Segment Open

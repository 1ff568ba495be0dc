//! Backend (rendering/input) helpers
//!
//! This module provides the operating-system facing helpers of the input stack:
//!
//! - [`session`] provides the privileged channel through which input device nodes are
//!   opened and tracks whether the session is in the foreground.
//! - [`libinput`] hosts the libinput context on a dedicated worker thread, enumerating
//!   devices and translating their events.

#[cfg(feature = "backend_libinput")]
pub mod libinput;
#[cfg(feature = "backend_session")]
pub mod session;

Segment Closed

# What needs to be done:
Copy each line of the records verbatim.

# Output of the task:
repository 1ff568ba495be0dc
//! Backend (rendering/input) helpers
//!
//! This module provides the operating-system facing helpers of the input stack:
//!
//! - [`session`] provides the privileged channel through which input device nodes are
//!   opened and tracks whether the session is in the foreground.
//! - [`libinput`] hosts the libinput context on a dedicated worker thread, enumerating
//!   devices and translating their events.

#[cfg(feature = "backend_libinput")]
pub mod libinput;
#[cfg(feature = "backend_session")]
pub mod session;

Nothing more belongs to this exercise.